However, the prize that came with the most joyous confusion was The Philip Hall Radar Award, one which prides itself on recognizing promising newcomers. In the last decade, the award has garnered itself an excellent reputation for becoming the new music version of a witness protection scheme, vanquishing winners like The Drums, Glasvegas, The Naked & Famous, and The Twang to the outer limits of obscurity.
Last night though, it shocked us all. Firstly by awarding it to a genuine precious talent in Dean Blunt, and secondly by calling him a promising newcomer despite having his name to about seven albums in total across various projects.
Blunt, who gets spotted less than a South Asian snow leopard, has made his name for lots of things: abstract videos, canceled stage plays, a ton of beautiful albums, crying onstage, playing a butt load of pranks on anyone that dares to come near him, and generally being the weirdest and most inventive motherfucker in contemporary British music. The last person you’d expect to see at the NME Awards basically, and it was no surprise that he decided to rib the NME Awards by sending a black guy in a Strokes-via-Camden-Market indie jacket to collect the award.
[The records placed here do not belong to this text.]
use async_trait::async_trait;
use sea_orm::{
    ActiveModelBehavior, ActiveModelTrait, DatabaseConnection, DbErr, EntityTrait,
    IntoActiveModel, PaginatorTrait, PrimaryKeyTrait,
};
use std::marker::PhantomData;
use uuid::Uuid;

use crate::entity::CrudEntity;
use crate::error::{CrudError, CrudResult};
use crate::query::SelectQuery;
use crate::render::{filtered, to_select};

/// Persistence collaborator of the generic CRUD operations.
///
/// `M` is the stored record, `A` the sea-orm active model used for writes.
#[cfg_attr(any(test, feature = "mock"), mockall::automock)]
#[async_trait]
pub trait CrudRepository<M: Send + Sync + 'static, A: Send + Sync + 'static>: Send + Sync {
    /// Primary-key lookup
    async fn find_by_id(&self, id: Uuid) -> CrudResult<Option<M>>;

    /// First record matching the query
    async fn find_one(&self, query: SelectQuery) -> CrudResult<Option<M>>;

    /// One page of records plus the number of records matching the predicates
    async fn find_and_count(&self, query: SelectQuery) -> CrudResult<(Vec<M>, u64)>;

    /// Insert a new record
    async fn save(&self, model: A) -> CrudResult<M>;

    /// Overwrite the record with the given id
    async fn update(&self, id: Uuid, model: A) -> CrudResult<M>;

    /// Delete by id, returning the number of rows removed
    async fn delete(&self, id: Uuid) -> CrudResult<u64>;
}

/// sea-orm implementation of [`CrudRepository`] for any [`CrudEntity`].
pub struct SeaOrmRepository<E> {
    db: DatabaseConnection,
    _entity: PhantomData<fn() -> E>,
}

impl<E> Clone for SeaOrmRepository<E> {
    fn clone(&self) -> Self {
        Self {
            db: self.db.clone(),
            _entity: PhantomData,
        }
    }
}

impl<E: CrudEntity> SeaOrmRepository<E> {
    pub fn new(db: DatabaseConnection) -> Self {
        Self {
            db,
            _entity: PhantomData,
        }
    }

    pub fn db(&self) -> &DatabaseConnection {
        &self.db
    }
}

#[async_trait]
impl<E> CrudRepository<E::Model, E::ActiveModel> for SeaOrmRepository<E>
where
    E: CrudEntity,
    E::Model: IntoActiveModel<E::ActiveModel>,
    E::ActiveModel: ActiveModelTrait<Entity = E> + ActiveModelBehavior,
    <E::PrimaryKey as PrimaryKeyTrait>::ValueType: From<Uuid>,
{
    async fn find_by_id(&self, id: Uuid) -> CrudResult<Option<E::Model>> {
        Ok(E::find_by_id(id).one(&self.db).await?)
    }

    async fn find_one(&self, query: SelectQuery) -> CrudResult<Option<E::Model>> {
        Ok(to_select::<E>(&query)?.one(&self.db).await?)
    }

    async fn find_and_count(&self, query: SelectQuery) -> CrudResult<(Vec<E::Model>, u64)> {
        let total = filtered::<E>(&query)?.count(&self.db).await?;
        let data = to_select::<E>(&query)?.all(&self.db).await?;

        tracing::debug!(entity = E::CONFIG.name, total, returned = data.len(), "find_and_count");
        Ok((data, total))
    }

    async fn save(&self, model: E::ActiveModel) -> CrudResult<E::Model> {
        Ok(model.insert(&self.db).await?)
    }

    async fn update(&self, id: Uuid, model: E::ActiveModel) -> CrudResult<E::Model> {
        match model.update(&self.db).await {
            Ok(updated) => Ok(updated),
            Err(DbErr::RecordNotUpdated) => Err(CrudError::NotFound {
                entity: E::CONFIG.name,
                id,
            }),
            Err(e) => Err(e.into()),
        }
    }

    async fn delete(&self, id: Uuid) -> CrudResult<u64> {
        let result = E::delete_by_id(id).exec(&self.db).await?;
        Ok(result.rows_affected)
    }
}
The problem is, it seems quite a few people thought the guy on stage was actually Dean Blunt.
Like… the NME’s own live blog

Or the photographer who snapped him…

You can imagine Dean Blunt’s thought process here when he was awarded an emerging artist award—with the litany of mistaken identities in the mainstream press recently, like The Metro’s random black guy image of “Wiley.” Might as well test how much they actually know my music, might as well send some random guy posing as me, might as well put him in a crappy indie jacket, might as well thank NME for everything. See what comes of it.
In the words of the “Dean” on stage last night:
“Thanks to the man upstairs, thanks NME. I finally made it!”
*UPDATE*
As if shit couldn’t get better, Dean Blunt literally just uploaded his new video when we posted this and it opens with a quote from a Noisey interview with Idris Elba about Dean’s music. Watch below, and read the Idris interview here.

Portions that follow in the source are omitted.